Isolation and characterization of multipotent postnatal stem/progenitor cells from human alveolar bone proper.

In the search for an ideal minimally-invasive multipotent postnatal stem cells' source, the aim of the present study was to isolate and characterize multipotent postnatal stem/progenitor cells from the human alveolar bone proper tissue of the oral cavity. Cells were isolated from human alveolar bone parts, immunomagnetically sorted using STRO-1 antibodies and characterized flow cytometrically for the expression of CD14, CD34, CD45, CD73, CD90, CD105, CD146/MUC18 and STRO-1 surface markers.
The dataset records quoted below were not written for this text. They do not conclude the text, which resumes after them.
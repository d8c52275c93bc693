//! Memoized natural-log factorial table
//!
//! `n!` overflows `f64` past n = 170, so every probability in this crate is
//! assembled from `ln(n!)` terms instead. Values are computed once and kept
//! in an append-only table shared process-wide.

use std::sync::{Mutex, PoisonError};

/// Append-only table where index `i` holds `ln(i!)`.
///
/// Extension walks sequentially from the last known index, accumulating
/// `ln(i)`; lookups after that are O(1) and bit-identical across calls.
#[derive(Debug, Default)]
pub struct LogFactorialTable {
    values: Vec<f64>,
}

impl LogFactorialTable {
    pub const fn new() -> Self {
        Self { values: Vec::new() }
    }

    /// `ln(n!)`, extending the table on first use of an index
    pub fn ln_factorial(&mut self, n: usize) -> f64 {
        if self.values.is_empty() {
            self.values.push(0.0); // ln(0!) = 0
        }
        if n < self.values.len() {
            return self.values[n];
        }
        let mut acc = self.values[self.values.len() - 1];
        for i in self.values.len()..=n {
            acc += (i as f64).ln();
            self.values.push(acc);
        }
        self.values[n]
    }
}

static SHARED: Mutex<LogFactorialTable> = Mutex::new(LogFactorialTable::new());

/// `ln(n!)` from the shared process-wide table.
///
/// Extension is idempotent (re-deriving a range yields identical values), so
/// a lock poisoned by a panicking thread is still a valid table and is simply
/// reclaimed.
pub fn ln_factorial(n: usize) -> f64 {
    SHARED
        .lock()
        .unwrap_or_else(PoisonError::into_inner)
        .ln_factorial(n)
}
Colony-formation and multilineage differentiation potential were tested. Mineralized tissue marker expression was examined using real time polymerase chain reaction (PCR). The cells were plastic-adherent and showed colony-formation. Cells expressed the surface markers CD73, CD90, CD105, STRO-1 and CD146/MUC18, while lacking the expression of the hematopoietic markers CD14, CD34 and CD45. Cells could be differentiated into osteoblastic, adipocytic and chondroblastic lineages. Unstimulated cells expressed alkaline phosphatase (ALP), type I, III and V collagens, osteonectin and osteocalcin in a very distinctive pattern. This study presents a practical and minimally-invasive scheme for the isolation of multipotent postnatal stem/progenitor cells from the human alveolar bone tissue of the oral cavity.